++++ Record set
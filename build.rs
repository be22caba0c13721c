//! Build script to embed the built-in word list
//!
//! Reads `words.txt` and generates Rust source code with a const array.

use std::env;
use std::fs;
use std::io::Write;
use std::path::Path;

fn main() {
    let out_dir = env::var("OUT_DIR").unwrap();

    generate_word_list(
        "words.txt",
        &Path::new(&out_dir).join("builtin.rs"),
        "BUILTIN",
        "Built-in hangman words",
    );

    println!("cargo:rerun-if-changed=words.txt");
}

fn generate_word_list(input_path: &str, output_path: &Path, const_name: &str, doc_comment: &str) {
    let content = fs::read_to_string(input_path)
        .unwrap_or_else(|e| panic!("Failed to read {input_path}: {e}"));

    let words: Vec<&str> = content.lines().filter(|line| !line.is_empty()).collect();
    let count = words.len();

    let mut output = fs::File::create(output_path)
        .unwrap_or_else(|e| panic!("Failed to create {}: {e}", output_path.display()));

    writeln!(output, "// Generated word list").unwrap();
    writeln!(output, "//").unwrap();
    writeln!(output, "// {doc_comment} ({count} words)").unwrap();
    writeln!(output).unwrap();
    writeln!(output, "/// {doc_comment}").unwrap();
    writeln!(output, "pub const {const_name}: &[&str] = &[").unwrap();

    for word in words {
        writeln!(output, "    {word:?},").unwrap();
    }

    writeln!(output, "];").unwrap();
    writeln!(output).unwrap();
    writeln!(output, "/// Number of words in {const_name}").unwrap();
    writeln!(output, "pub const {const_name}_COUNT: usize = {count};").unwrap();
}
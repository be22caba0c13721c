//! Display functions for the game board
//!
//! Everything is written to a caller-supplied writer so the same code serves
//! the terminal and tests.

use super::gallows::gallows;
use crate::core::{Round, RoundState};
use colored::Colorize;
use crossterm::{
    cursor::MoveTo,
    execute,
    terminal::{Clear, ClearType},
};
use std::io::{self, Write};

/// Clear the terminal and move the cursor to the top-left corner
///
/// # Errors
/// Returns any I/O error from the writer.
pub fn clear_screen<W: Write>(out: &mut W) -> io::Result<()> {
    execute!(out, Clear(ClearType::All), MoveTo(0, 0))
}

/// Print remaining lives, the revealed word and the gallows
///
/// # Errors
/// Returns any I/O error from the writer.
pub fn print_board<W: Write>(out: &mut W, round: &Round) -> io::Result<()> {
    writeln!(out, "Lives: {}", round.lives())?;
    writeln!(out, "{}\n", round.revealed())?;
    write!(out, "{}", gallows(round.lives()))
}

/// Print the end-of-round banner
///
/// Nothing is printed while the round is still in progress.
///
/// # Errors
/// Returns any I/O error from the writer.
pub fn print_outcome<W: Write>(out: &mut W, round: &Round, colored: bool) -> io::Result<()> {
    match round.status() {
        RoundState::Won => {
            let banner = "You won!";
            if colored {
                writeln!(out, "{}", banner.green().bold())
            } else {
                writeln!(out, "{banner}")
            }
        }
        RoundState::Lost => {
            let banner = "You lost!";
            if colored {
                writeln!(out, "{}", banner.red().bold())?;
            } else {
                writeln!(out, "{banner}")?;
            }
            writeln!(out, "The correct word was: {}", round.secret())
        }
        RoundState::InProgress => Ok(()),
    }
}

#[cfg(test)]
mod tests {
    use super::*;

    fn render(f: impl FnOnce(&mut Vec<u8>) -> io::Result<()>) -> String {
        let mut out = Vec::new();
        f(&mut out).unwrap();
        String::from_utf8(out).unwrap()
    }

    #[test]
    fn board_shows_lives_word_and_gallows() {
        let mut round = Round::with_secret("soda").unwrap();
        round.apply_guess("o").unwrap();
        round.apply_guess("x").unwrap();

        let text = render(|out| print_board(out, &round));

        assert!(text.starts_with("Lives: 5\n_o__\n\n"));
        assert!(text.ends_with(gallows(5)));
    }

    #[test]
    fn won_banner() {
        let mut round = Round::with_secret("fry").unwrap();
        for guess in ["f", "r", "y"] {
            round.apply_guess(guess).unwrap();
        }

        let text = render(|out| print_outcome(out, &round, false));
        assert_eq!(text, "You won!\n");
    }

    #[test]
    fn lost_banner_reveals_word() {
        let mut round = Round::with_secret("fry").unwrap();
        for _ in 0..6 {
            round.apply_guess("z").unwrap();
        }

        let text = render(|out| print_outcome(out, &round, false));
        assert_eq!(text, "You lost!\nThe correct word was: fry\n");
    }

    #[test]
    fn in_progress_prints_nothing() {
        let round = Round::with_secret("fry").unwrap();

        let text = render(|out| print_outcome(out, &round, false));
        assert!(text.is_empty());
    }

    #[test]
    fn colored_banner_keeps_text() {
        let mut round = Round::with_secret("fry").unwrap();
        for _ in 0..6 {
            round.apply_guess("z").unwrap();
        }

        let text = render(|out| print_outcome(out, &round, true));
        assert!(text.contains("You lost!"));
        assert!(text.ends_with("The correct word was: fry\n"));
    }

    #[test]
    fn clear_screen_writes_escape_sequence() {
        let text = render(clear_screen::<Vec<u8>>);
        assert!(text.starts_with('\u{1b}'));
    }
}
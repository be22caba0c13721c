//! ASCII-art gallows
//!
//! One drawing per number of lives left, from an empty gallows to the
//! complete figure.

/// Gallows drawings indexed by lives left
const GALLOWS: [&str; 7] = [
    // 0 lives
    " ------\n |    |\n\\O/   |\n |    |\n/ \\   |\n      |\n--------\n",
    // 1 life
    " ------\n |    |\n\\O/   |\n |    |\n/     |\n      |\n--------\n",
    // 2 lives
    " ------\n |    |\n\\O/   |\n |    |\n      |\n      |\n--------\n",
    // 3 lives
    " ------\n |    |\n\\O    |\n |    |\n      |\n      |\n--------\n",
    // 4 lives
    " ------\n |    |\n O    |\n |    |\n      |\n      |\n--------\n",
    // 5 lives
    " ------\n |    |\n O    |\n      |\n      |\n      |\n--------\n",
    // 6 lives
    " ------\n |    |\n      |\n      |\n      |\n      |\n--------\n",
];

/// The drawing for the given number of lives
///
/// Values above the starting lives draw the empty gallows.
#[must_use]
pub fn gallows(lives: u8) -> &'static str {
    GALLOWS[usize::from(lives).min(GALLOWS.len() - 1)]
}
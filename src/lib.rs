//! Hangman
//!
//! A very simple terminal hangman game: guess the secret word one character
//! at a time before the six lives run out.
//!
//! # Quick Start
//!
//! ```rust
//! use hangman::core::{GuessOutcome, Round, RoundState};
//!
//! let mut round = Round::with_secret("cat").unwrap();
//! assert_eq!(round.apply_guess("c").unwrap(), GuessOutcome::Hit);
//! assert_eq!(round.revealed(), "c__");
//!
//! round.apply_guess("a").unwrap();
//! round.apply_guess("t").unwrap();
//! assert_eq!(round.status(), RoundState::Won);
//! ```

// Core domain types
pub mod core;

// Word lists
pub mod wordlists;

// Command implementations
pub mod commands;

// Terminal output formatting
pub mod output;

// Logger setup
pub mod logging;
++++++++
◆ Task statement
In exact wording, restate the lines of the data above from the first through the one holding "const_name: &str, doc_comment: &str)", and stop after that line.

◆ Written solution
filename build.rs
repository be22caba0c13721c
//! Build script to embed the built-in word list
//!
//! Reads `words.txt` and generates Rust source code with a const array.

use std::env;
use std::fs;
use std::io::Write;
use std::path::Path;

fn main() {
    let out_dir = env::var("OUT_DIR").unwrap();

    generate_word_list(
        "words.txt",
        &Path::new(&out_dir).join("builtin.rs"),
        "BUILTIN",
        "Built-in hangman words",
    );

    println!("cargo:rerun-if-changed=words.txt");
}

fn generate_word_list(input_path: &str, output_path: &Path, const_name: &str, doc_comment: &str) {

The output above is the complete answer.